I learned to mend socks and stockings when I was 10. I saw Tusya doing it and tried to do it myself. I have always tried to do my mending accurately, so that only the horizontal stitches were seen. It looked very pretty. When I mended my own stockings I always made the mending stitches in one direction and it looked like artistic stitching.
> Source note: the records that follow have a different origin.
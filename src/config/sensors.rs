//! Configuration for the terrain contact probe.

use bevy::prelude::*;

/// Configuration for the terrain contact probe rays.
#[derive(Reflect, Debug, Clone, Copy)]
pub struct SensorConfig {
    /// Horizontal inset of the foot rays from the box edges, so a wall
    /// touching the side of the box is not mistaken for floor.
    pub foot_inset: f32,

    /// Maximum gap between the box bottom and the ground for a foot to count as grounded.
    pub ground_contact_distance: f32,

    /// Steepest walkable slope (radians). Steeper surfaces are treated as walls.
    pub max_slope_angle: f32,

    /// Maximum gap between the box side and a wall for wall contact.
    pub wall_contact_distance: f32,

    /// Vertical inset of the upper and lower wall rays from the box top and bottom.
    pub wall_inset: f32,

    /// Normal-relative separation speed above which a landing candidate is
    /// discarded (the character is moving away from that surface).
    pub landing_separation_speed: f32,

    /// How long (seconds) a one-way platform stays ignored after a drop-through request.
    pub drop_through_duration: f32,
}

impl Default for SensorConfig {
    fn default() -> Self {
        Self {
            foot_inset: 1.0,
            ground_contact_distance: 2.0,
            max_slope_angle: std::f32::consts::FRAC_PI_4,
            wall_contact_distance: 1.5,
            wall_inset: 2.0,
            landing_separation_speed: 1.0,
            drop_through_duration: 0.25,
        }
    }
}

impl SensorConfig {
    /// Smallest `normal.y` of a walkable surface.
    #[inline]
    pub fn min_ground_normal_y(&self) -> f32 {
        self.max_slope_angle.cos()
    }
}
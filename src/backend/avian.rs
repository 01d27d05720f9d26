//! Avian2D physics backend implementation.
//!
//! This module provides the physics backend for Avian2D.
//! Enable with the `avian2d` feature.
//!
//! Besides body access, the backend owns the two systems that need
//! [`SpatialQuery`]: terrain probing and conveyed movement. One-way
//! platforms and drop-through are implemented with [`PlatformContactHooks`],
//! which must be registered on the physics plugins:
//!
//! ```rust,no_run
//! use avian2d::prelude::*;
//! use bevy::prelude::*;
//! use terrain_locomotion::prelude::*;
//!
//! App::new().add_plugins((
//!     PhysicsPlugins::default().with_collision_hooks::<PlatformContactHooks>(),
//!     LocomotionPlugin::<Avian2dBackend>::default(),
//! ));
//! ```

use avian2d::prelude::*;
use bevy::ecs::system::SystemParam;
use bevy::prelude::*;

use crate::backend::{CharacterPhysicsBackend, TerrainQuery};
use crate::config::LocomotionConfig;
use crate::controller::{BodyMode, FrictionMode, LocomotionController};
use crate::detection::{ContactState, Platform, SurfaceHit};
use crate::probe::{sample_contact, ProbeShape, TerrainContactProbe};
use crate::state::LocomotionReady;
use crate::LocomotionSet;

/// Avian2D physics backend for the locomotion controller.
///
/// Conveyed characters become kinematic bodies whose [`Position`] is written
/// directly; otherwise the character is a dynamic body driven through
/// [`LinearVelocity`] and [`GravityScale`].
pub struct Avian2dBackend;

impl CharacterPhysicsBackend for Avian2dBackend {
    fn plugin() -> impl Plugin {
        Avian2dBackendPlugin
    }

    fn get_velocity(world: &World, entity: Entity) -> Vec2 {
        world
            .get::<LinearVelocity>(entity)
            .map(|v| v.0)
            .unwrap_or(Vec2::ZERO)
    }

    fn set_velocity(world: &mut World, entity: Entity, velocity: Vec2) {
        if let Some(mut vel) = world.get_mut::<LinearVelocity>(entity) {
            vel.0 = velocity;
        }
    }

    fn get_position(world: &World, entity: Entity) -> Vec2 {
        // Try Avian's Position component first, then fall back to Transform
        world
            .get::<Position>(entity)
            .map(|p| p.0)
            .or_else(|| world.get::<Transform>(entity).map(|t| t.translation.xy()))
            .or_else(|| {
                world
                    .get::<GlobalTransform>(entity)
                    .map(|t| t.translation().xy())
            })
            .unwrap_or(Vec2::ZERO)
    }

    fn set_position(world: &mut World, entity: Entity, position: Vec2) {
        if let Some(mut pos) = world.get_mut::<Position>(entity) {
            pos.0 = position;
        }
    }

    fn set_gravity_scale(world: &mut World, entity: Entity, scale: f32) {
        if let Some(mut gravity) = world.get_mut::<GravityScale>(entity) {
            if gravity.0 != scale {
                gravity.0 = scale;
            }
            return;
        }
        if let Ok(mut entity) = world.get_entity_mut(entity) {
            entity.insert(GravityScale(scale));
        }
    }

    fn set_friction(world: &mut World, entity: Entity, mode: FrictionMode, coefficient: f32) {
        let friction = match mode {
            FrictionMode::Zero => Friction::ZERO.with_combine_rule(CoefficientCombine::Min),
            FrictionMode::High => {
                Friction::new(coefficient).with_combine_rule(CoefficientCombine::Max)
            }
        };
        if let Ok(mut entity) = world.get_entity_mut(entity) {
            entity.insert(friction);
        }
    }

    fn set_body_mode(world: &mut World, entity: Entity, mode: BodyMode) {
        let body = match mode {
            BodyMode::Dynamic => RigidBody::Dynamic,
            BodyMode::Conveyed => RigidBody::Kinematic,
        };
        if let Ok(mut entity) = world.get_entity_mut(entity) {
            entity.insert(body);
        }
    }

    fn get_probe_shape(world: &World, entity: Entity) -> Option<ProbeShape> {
        world.get::<Collider>(entity).and_then(probe_shape_of)
    }
}

/// Axis-aligned bounding box of a supported collider shape.
pub fn probe_shape_of(collider: &Collider) -> Option<ProbeShape> {
    let shape = collider.shape_scaled();
    let half_extents = if let Some(cuboid) = shape.as_cuboid() {
        Vec2::new(cuboid.half_extents.x, cuboid.half_extents.y)
    } else if let Some(capsule) = shape.as_capsule() {
        // Vertical capsule: half segment length plus the cap radius
        let segment = capsule.segment;
        let half_height = (segment.a.y - segment.b.y).abs() / 2.0;
        Vec2::new(capsule.radius, half_height + capsule.radius)
    } else if let Some(ball) = shape.as_ball() {
        Vec2::splat(ball.radius)
    } else {
        return None;
    };
    Some(ProbeShape::new(half_extents))
}

/// Plugin that sets up Avian2D-specific systems for the locomotion controller.
pub struct Avian2dBackendPlugin;

impl Plugin for Avian2dBackendPlugin {
    fn build(&self, app: &mut App) {
        app.add_systems(
            FixedUpdate,
            prepare_avian_bodies.in_set(LocomotionSet::Preparation),
        );
        app.add_systems(
            FixedUpdate,
            avian_probe_contacts.in_set(LocomotionSet::Probe),
        );
        app.add_systems(
            FixedUpdate,
            avian_convey.in_set(LocomotionSet::Conveyance),
        );
    }
}

// === Terrain queries ===

/// Spatial query access shared by the probe and conveyance systems.
#[derive(SystemParam)]
pub struct TerrainParams<'w, 's> {
    spatial: SpatialQuery<'w, 's>,
    colliders: Query<'w, 's, (Option<&'static ColliderOf>, Has<Sensor>)>,
    surfaces: Query<'w, 's, (Option<&'static LinearVelocity>, Option<&'static Platform>)>,
}

impl<'w, 's> TerrainParams<'w, 's> {
    /// Terrain as seen by `owner`: its own colliders, sensors and `excluded`
    /// bodies are invisible.
    pub fn for_character(
        &self,
        owner: Entity,
        layers: Option<&CollisionLayers>,
        excluded: impl IntoIterator<Item = Entity>,
    ) -> AvianTerrainQuery<'_, 'w, 's> {
        // Use the character's filters as the mask - this finds entities whose memberships
        // overlap with what the character is allowed to collide with
        let filter = match layers {
            Some(layers) => SpatialQueryFilter::from_mask(layers.filters),
            None => SpatialQueryFilter::default(),
        }
        .with_excluded_entities([owner]);

        AvianTerrainQuery {
            params: self,
            filter,
            owner,
            excluded: excluded.into_iter().collect(),
        }
    }

    /// The rigid body a collider belongs to, or the collider itself.
    fn body_of(&self, collider: Entity) -> Entity {
        self.colliders
            .get(collider)
            .ok()
            .and_then(|(collider_of, _)| collider_of.map(|of| of.body))
            .unwrap_or(collider)
    }
}

/// [`TerrainQuery`] backed by Avian's [`SpatialQuery`].
pub struct AvianTerrainQuery<'p, 'w, 's> {
    params: &'p TerrainParams<'w, 's>,
    filter: SpatialQueryFilter,
    owner: Entity,
    excluded: Vec<Entity>,
}

impl AvianTerrainQuery<'_, '_, '_> {
    fn accepts(&self, collider: Entity) -> bool {
        let (body, sensor) = match self.params.colliders.get(collider) {
            Ok((collider_of, sensor)) => (collider_of.map_or(collider, |of| of.body), sensor),
            Err(_) => (collider, false),
        };
        !sensor && body != self.owner && !self.excluded.contains(&body)
    }
}

impl TerrainQuery for AvianTerrainQuery<'_, '_, '_> {
    fn cast_ray(&self, origin: Vec2, direction: Dir2, max_distance: f32) -> Option<SurfaceHit> {
        self.params
            .spatial
            .cast_ray_predicate(origin, direction, max_distance, true, &self.filter, &|entity| {
                self.accepts(entity)
            })
            .map(|hit| {
                SurfaceHit::new(
                    hit.distance,
                    hit.normal,
                    origin + *direction * hit.distance,
                    self.params.body_of(hit.entity),
                )
            })
    }

    fn cast_box(
        &self,
        center: Vec2,
        half_extents: Vec2,
        direction: Dir2,
        max_distance: f32,
    ) -> Option<SurfaceHit> {
        let shape = Collider::rectangle(half_extents.x * 2.0, half_extents.y * 2.0);
        let config = ShapeCastConfig::from_max_distance(max_distance);
        self.params
            .spatial
            .cast_shape_predicate(&shape, center, 0.0, direction, &config, &self.filter, &|entity| {
                self.accepts(entity)
            })
            .map(|hit| {
                // normal1 is the surface normal on the hit shape
                SurfaceHit::new(hit.distance, hit.normal1, hit.point1, self.params.body_of(hit.entity))
            })
    }

    fn surface_velocity(&self, entity: Entity) -> Vec2 {
        self.params
            .surfaces
            .get(entity)
            .ok()
            .and_then(|(velocity, _)| velocity.map(|v| v.0))
            .unwrap_or(Vec2::ZERO)
    }

    fn platform(&self, entity: Entity) -> Option<Platform> {
        self.params
            .surfaces
            .get(entity)
            .ok()
            .and_then(|(_, platform)| platform.copied())
    }
}

// === Systems ===

/// Lock rotation on new characters and enable contact hooks on characters
/// and tagged platforms.
fn prepare_avian_bodies(
    mut commands: Commands,
    characters: Query<Entity, Added<LocomotionController>>,
    platforms: Query<Entity, (Added<Platform>, With<Collider>)>,
) {
    let hooks = ActiveCollisionHooks::FILTER_PAIRS | ActiveCollisionHooks::MODIFY_CONTACTS;
    for entity in &characters {
        commands
            .entity(entity)
            .insert_if_new((LockedAxes::ROTATION_LOCKED, hooks));
    }
    for entity in &platforms {
        commands.entity(entity).insert_if_new(hooks);
    }
}

/// Sample terrain contact for every character.
fn avian_probe_contacts(
    terrain: TerrainParams,
    mut characters: Query<
        (
            Entity,
            &LocomotionController,
            &TerrainContactProbe,
            &LocomotionConfig,
            &mut ContactState,
            Option<&CollisionLayers>,
        ),
        With<LocomotionReady>,
    >,
) {
    for (entity, controller, probe, config, mut contact, layers) in &mut characters {
        let query = terrain.for_character(entity, layers, probe.ignored_platforms());
        let sampled = sample_contact(
            &query,
            probe,
            controller.position(),
            controller.velocity(),
            &contact,
            &config.sensors,
        );
        *contact = sampled;
    }
}

/// Move conveyed characters by their own and the platform's velocity, with cast-and-correct.
fn avian_convey(
    time: Res<Time>,
    terrain: TerrainParams,
    mut characters: Query<
        (
            Entity,
            &mut LocomotionController,
            &TerrainContactProbe,
            &LocomotionConfig,
            Option<&CollisionLayers>,
        ),
        With<LocomotionReady>,
    >,
) {
    let dt = time.delta_secs();
    for (entity, mut controller, probe, config, layers) in &mut characters {
        if controller.body_mode() != BodyMode::Conveyed {
            continue;
        }
        let platform = controller.attached_platform();
        let query = terrain.for_character(
            entity,
            layers,
            probe.ignored_platforms().chain(platform),
        );
        controller.convey(&query, &probe.shape(), &config.conveyance, dt);
    }
}

// === Contact hooks ===

/// Collision hooks for one-way platforms and drop-through.
///
/// - A character never collides with a platform its probe is ignoring.
/// - A [`Platform::one_way`] platform only holds a character from above:
///   contacts whose normal is steeper than the character's walkable slope
///   are discarded, so the character can jump up through it.
#[derive(SystemParam)]
pub struct PlatformContactHooks<'w, 's> {
    colliders: Query<'w, 's, &'static ColliderOf>,
    characters: Query<'w, 's, (&'static TerrainContactProbe, &'static LocomotionConfig)>,
    platforms: Query<'w, 's, &'static Platform>,
}

impl PlatformContactHooks<'_, '_> {
    fn body_of(&self, collider: Entity) -> Entity {
        self.colliders.get(collider).map_or(collider, |of| of.body)
    }

    fn ignores(&self, character: Entity, platform: Entity) -> bool {
        self.characters
            .get(character)
            .is_ok_and(|(probe, _)| probe.is_ignoring(platform))
    }

    fn is_one_way(&self, entity: Entity) -> bool {
        self.platforms.get(entity).is_ok_and(|platform| platform.one_way)
    }
}

impl CollisionHooks for PlatformContactHooks<'_, '_> {
    fn filter_pairs(&self, collider1: Entity, collider2: Entity, _commands: &mut Commands) -> bool {
        let body1 = self.body_of(collider1);
        let body2 = self.body_of(collider2);
        !(self.ignores(body1, body2) || self.ignores(body2, body1))
    }

    fn modify_contacts(&self, contacts: &mut ContactPair, _commands: &mut Commands) -> bool {
        let body1 = self.body_of(contacts.collider1);
        let body2 = self.body_of(contacts.collider2);
        if self.ignores(body1, body2) || self.ignores(body2, body1) {
            return false;
        }

        // Manifold normals point from the first collider to the second.
        let (character, up) = if self.is_one_way(body1) {
            (body2, 1.0)
        } else if self.is_one_way(body2) {
            (body1, -1.0)
        } else {
            return true;
        };
        let Ok((_, config)) = self.characters.get(character) else {
            return true;
        };
        let min_normal_y = config.sensors.min_ground_normal_y();
        contacts
            .manifolds
            .iter()
            .all(|manifold| manifold.normal.y * up >= min_normal_y)
    }
}
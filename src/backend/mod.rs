mod noop;
mod traits;

#[cfg(feature = "avian2d")]
pub mod avian;

pub use noop::NoOpBackendPlugin;
pub use traits::{CharacterPhysicsBackend, TerrainQuery};

#[cfg(feature = "avian2d")]
pub use avian::Avian2dBackend;
//! Configuration for wall jump mechanics.

use bevy::prelude::*;

/// Configuration for wall jump mechanics.
#[derive(Reflect, Debug, Clone, Copy)]
pub struct WallJumpingConfig {
    /// Horizontal launch speed. The sign is chosen away from the wall.
    pub horizontal_speed: f32,

    /// Vertical launch speed.
    pub vertical_speed: f32,

    /// Air control multiplier while the post-wall-jump penalty is active.
    pub penalty_air_control: f32,

    /// Duration (seconds) of the reduced air control after a wall jump.
    pub penalty_duration: f32,
}

impl Default for WallJumpingConfig {
    fn default() -> Self {
        Self {
            horizontal_speed: 180.0,
            vertical_speed: 300.0,
            penalty_air_control: 0.2,
            penalty_duration: 0.25,
        }
    }
}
I never made clothes for my dolls. Mother "dressed up" Vera, my doll, by making a dress for her and a black "school apron". I did still play with dolls. I remember that when I was 11 I played with other children in our yard and I brought my smaller dolls with me. There was another girl called Irmgard and several other children. I still loved my larger dolls, Vera and Baby, but I did not play with them anymore by then.

Our Birthdays

As far as I remember, birthdays were not celebrated, except Tusya's 16th birthday and Sashen'ka's 1st birthday. Therefore, I do not know when Benno's birthday was and neither do I know when my parents' birthdays were. We were not given birthday presents either. One of my birthdays was special though. It was in 1924, when I became 10 years' old. We were already living on No. 2 Dzirnavu St. Someone rang at the door and when I went to open it I saw a woman who was holding in her hand something large and wrapped in white paper. She opened the wrapping and I saw a large rose of a very pale yellow, almost white color, in a flowerpot. It was from Father. I was very happy and very proud: the first time someone had sent me flowers. It was the first and only present I received from Father…

Music

I have already mentioned that I had played the piano a little, studying with the "Matushka" (the local priest's wife), when we lived in Mayori. Later, in Riga, a very fine Bluthner grand piano was bought and Mother wanted me to continue my music studies. Frau Rabinson, a piano teacher, used to come to our apartment to give me lessons. She was an impatient and a mean woman. If I struck the wrong key she grabbed my finger and hit with it the correct key, repeating angrily: "B' flat! B'flat!" I quietly swallowed my tears and grew to dislike these lessons. I remember playing Chaikovsky's "Neapolitan Melody" and his "French Melody", but I disliked these pieces because of my teacher. I loved music, I loved these melodies but I disliked playing and the lessons went on. They did not continue for long because either we did not have the money or I must have said that I did not want to go.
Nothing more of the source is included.